Stored data:
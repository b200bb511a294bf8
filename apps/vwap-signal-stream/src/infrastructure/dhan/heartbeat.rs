//! Feed Heartbeat
//!
//! Keeps the feed socket alive with periodic pings and declares it dead when
//! neither a pong nor any data has arrived within the timeout of a ping.

use std::sync::Arc;
use std::sync::atomic::{AtomicBool, Ordering};
use std::time::{Duration, Instant};

use parking_lot::RwLock;
use tokio::sync::mpsc;
use tokio_util::sync::CancellationToken;

use crate::infrastructure::config::WebSocketSettings;

/// Heartbeat timing.
#[derive(Debug, Clone, Copy, PartialEq, Eq)]
pub struct HeartbeatConfig {
    /// Interval between pings.
    pub ping_interval: Duration,
    /// Silence after a ping before the connection is considered dead.
    pub silence_timeout: Duration,
}

impl Default for HeartbeatConfig {
    fn default() -> Self {
        Self {
            ping_interval: Duration::from_secs(20),
            silence_timeout: Duration::from_secs(10),
        }
    }
}

impl From<&WebSocketSettings> for HeartbeatConfig {
    fn from(settings: &WebSocketSettings) -> Self {
        Self {
            ping_interval: settings.heartbeat_interval,
            silence_timeout: settings.heartbeat_timeout,
        }
    }
}

/// What the socket task should do on a heartbeat tick.
#[derive(Debug, Clone, Copy, PartialEq, Eq)]
pub enum HeartbeatEvent {
    /// Send a ping frame.
    SendPing,
    /// The connection is dead; reconnect.
    Timeout,
}

/// Liveness shared between the socket task and the heartbeat task.
#[derive(Debug)]
pub struct LivenessState {
    last_activity: RwLock<Instant>,
    ping_outstanding: AtomicBool,
}

impl Default for LivenessState {
    fn default() -> Self {
        Self::new()
    }
}

impl LivenessState {
    /// Fresh state, as if data just arrived.
    #[must_use]
    pub fn new() -> Self {
        Self {
            last_activity: RwLock::new(Instant::now()),
            ping_outstanding: AtomicBool::new(false),
        }
    }

    /// Any inbound frame, data or pong, proves liveness.
    pub fn record_activity(&self) {
        *self.last_activity.write() = Instant::now();
        self.ping_outstanding.store(false, Ordering::Release);
    }

    /// A ping was written.
    pub fn mark_ping_sent(&self) {
        self.ping_outstanding.store(true, Ordering::Release);
    }

    /// Whether a ping is still unanswered.
    #[must_use]
    pub fn ping_outstanding(&self) -> bool {
        self.ping_outstanding.load(Ordering::Acquire)
    }

    /// Time since the last inbound frame.
    #[must_use]
    pub fn silence(&self) -> Duration {
        self.last_activity.read().elapsed()
    }

    /// Decide the next heartbeat action.
    #[must_use]
    pub fn evaluate(&self, silence_timeout: Duration) -> HeartbeatEvent {
        if self.ping_outstanding() && self.silence() > silence_timeout {
            HeartbeatEvent::Timeout
        } else {
            HeartbeatEvent::SendPing
        }
    }
}

/// Emits [`HeartbeatEvent`]s for one connection.
#[derive(Debug)]
pub struct HeartbeatManager {
    config: HeartbeatConfig,
    state: Arc<LivenessState>,
    event_tx: mpsc::Sender<HeartbeatEvent>,
    cancel: CancellationToken,
}

impl HeartbeatManager {
    /// Create a manager for one connection.
    #[must_use]
    pub const fn new(
        config: HeartbeatConfig,
        state: Arc<LivenessState>,
        event_tx: mpsc::Sender<HeartbeatEvent>,
        cancel: CancellationToken,
    ) -> Self {
        Self {
            config,
            state,
            event_tx,
            cancel,
        }
    }

    /// Run until cancelled, the receiver is gone, or a timeout is reported.
    pub async fn run(self) {
        // First ping one interval after connect.
        let start = tokio::time::Instant::now() + self.config.ping_interval;
        let mut interval = tokio::time::interval_at(start, self.config.ping_interval);
        interval.set_missed_tick_behavior(tokio::time::MissedTickBehavior::Skip);

        loop {
            tokio::select! {
                () = self.cancel.cancelled() => break,
                _ = interval.tick() => {
                    let event = self.state.evaluate(self.config.silence_timeout);
                    if event == HeartbeatEvent::Timeout {
                        tracing::warn!(
                            silence_ms = u64::try_from(self.state.silence().as_millis()).unwrap_or(u64::MAX),
                            "Feed heartbeat timed out"
                        );
                    }
                    if self.event_tx.send(event).await.is_err() || event == HeartbeatEvent::Timeout {
                        break;
                    }
                }
            }
        }

        tracing::debug!("Heartbeat manager stopped");
    }
}
//! Domain Layer - Tick decoding and streaming aggregation.
//!
//! Pure, synchronous logic with no I/O. Every aggregator is an explicit
//! instance owned by the ingestion path; wall-clock interpretation goes
//! through an injected [`clock::SessionClock`].

/// Session clock abstraction.
pub mod clock;

/// Fixed-interval OHLCV candles.
pub mod candle;

/// Option-chain analysis and the signal trigger latch.
pub mod signal;

/// Binary quote frame decoder.
pub mod tick;

/// Cumulative-to-incremental volume conversion.
pub mod volume;

/// Session-scoped VWAP.
pub mod vwap;
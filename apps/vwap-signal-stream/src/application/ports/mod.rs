//! Port Interfaces
//!
//! Contracts between the tick pipeline and the outside world, following the
//! Hexagonal Architecture pattern.
//!
//! ## Driven Ports (Outbound)
//!
//! - `OptionChainPort`: option-chain snapshots for PCR analysis
//! - `SignalDispatchPort`: fire-and-forget signal lookups
//! - `EventPublisherPort`: stream events for subscribers

mod event_publisher_port;
mod option_chain_port;
mod signal_dispatch_port;

pub use event_publisher_port::{EventPublisherPort, NoOpEventPublisher, StreamEvent};
pub use option_chain_port::{OptionChainError, OptionChainPort, Underlying};
pub use signal_dispatch_port::{
    DispatchFailure, DispatchOutcome, SignalDispatchPort, SignalRequest,
};
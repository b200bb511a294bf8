//! Stream Engine
//!
//! Owns the [`TickPipeline`] and is its only mutator. Raw frames and
//! dispatch outcomes are joined on one task, so aggregator state needs no
//! locking and the latch transitions happen in a single order.

use tokio::sync::mpsc;
use tokio_util::sync::CancellationToken;

use super::pipeline::TickPipeline;
use crate::application::ports::DispatchOutcome;

/// Why the engine loop ended.
#[derive(Debug, Clone, Copy, PartialEq, Eq)]
pub enum EngineExit {
    /// Shutdown was requested.
    Cancelled,
    /// The frame source closed.
    FeedClosed,
}

/// Single-task ingestion loop.
#[derive(Debug)]
pub struct StreamEngine {
    pipeline: TickPipeline,
    frames: mpsc::Receiver<Vec<u8>>,
    outcomes: mpsc::UnboundedReceiver<DispatchOutcome>,
    cancel: CancellationToken,
}

impl StreamEngine {
    /// Create an engine over a frame source and a dispatch outcome source.
    #[must_use]
    pub const fn new(
        pipeline: TickPipeline,
        frames: mpsc::Receiver<Vec<u8>>,
        outcomes: mpsc::UnboundedReceiver<DispatchOutcome>,
        cancel: CancellationToken,
    ) -> Self {
        Self {
            pipeline,
            frames,
            outcomes,
            cancel,
        }
    }

    /// Run until cancelled or the frame source closes.
    ///
    /// Returns the pipeline so callers can inspect final state.
    pub async fn run(mut self) -> (TickPipeline, EngineExit) {
        tracing::info!("Stream engine started");

        let exit = loop {
            tokio::select! {
                biased;

                () = self.cancel.cancelled() => break EngineExit::Cancelled,

                Some(outcome) = self.outcomes.recv() => {
                    self.pipeline.on_dispatch_outcome(outcome);
                }

                frame = self.frames.recv() => {
                    let Some(frame) = frame else {
                        break EngineExit::FeedClosed;
                    };
                    // Decode errors are counted and logged by the pipeline.
                    let _ = self.pipeline.process_frame(&frame);
                }
            }
        };

        // Outcomes that already arrived still settle the latch.
        while let Ok(outcome) = self.outcomes.try_recv() {
            self.pipeline.on_dispatch_outcome(outcome);
        }

        tracing::info!(?exit, "Stream engine stopped");
        (self.pipeline, exit)
    }
}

• Problem description: Each line of the entries that contains the word "stopped" should be listed.

• Response box:
        tracing::debug!("Heartbeat manager stopped");
        tracing::info!(?exit, "Stream engine stopped");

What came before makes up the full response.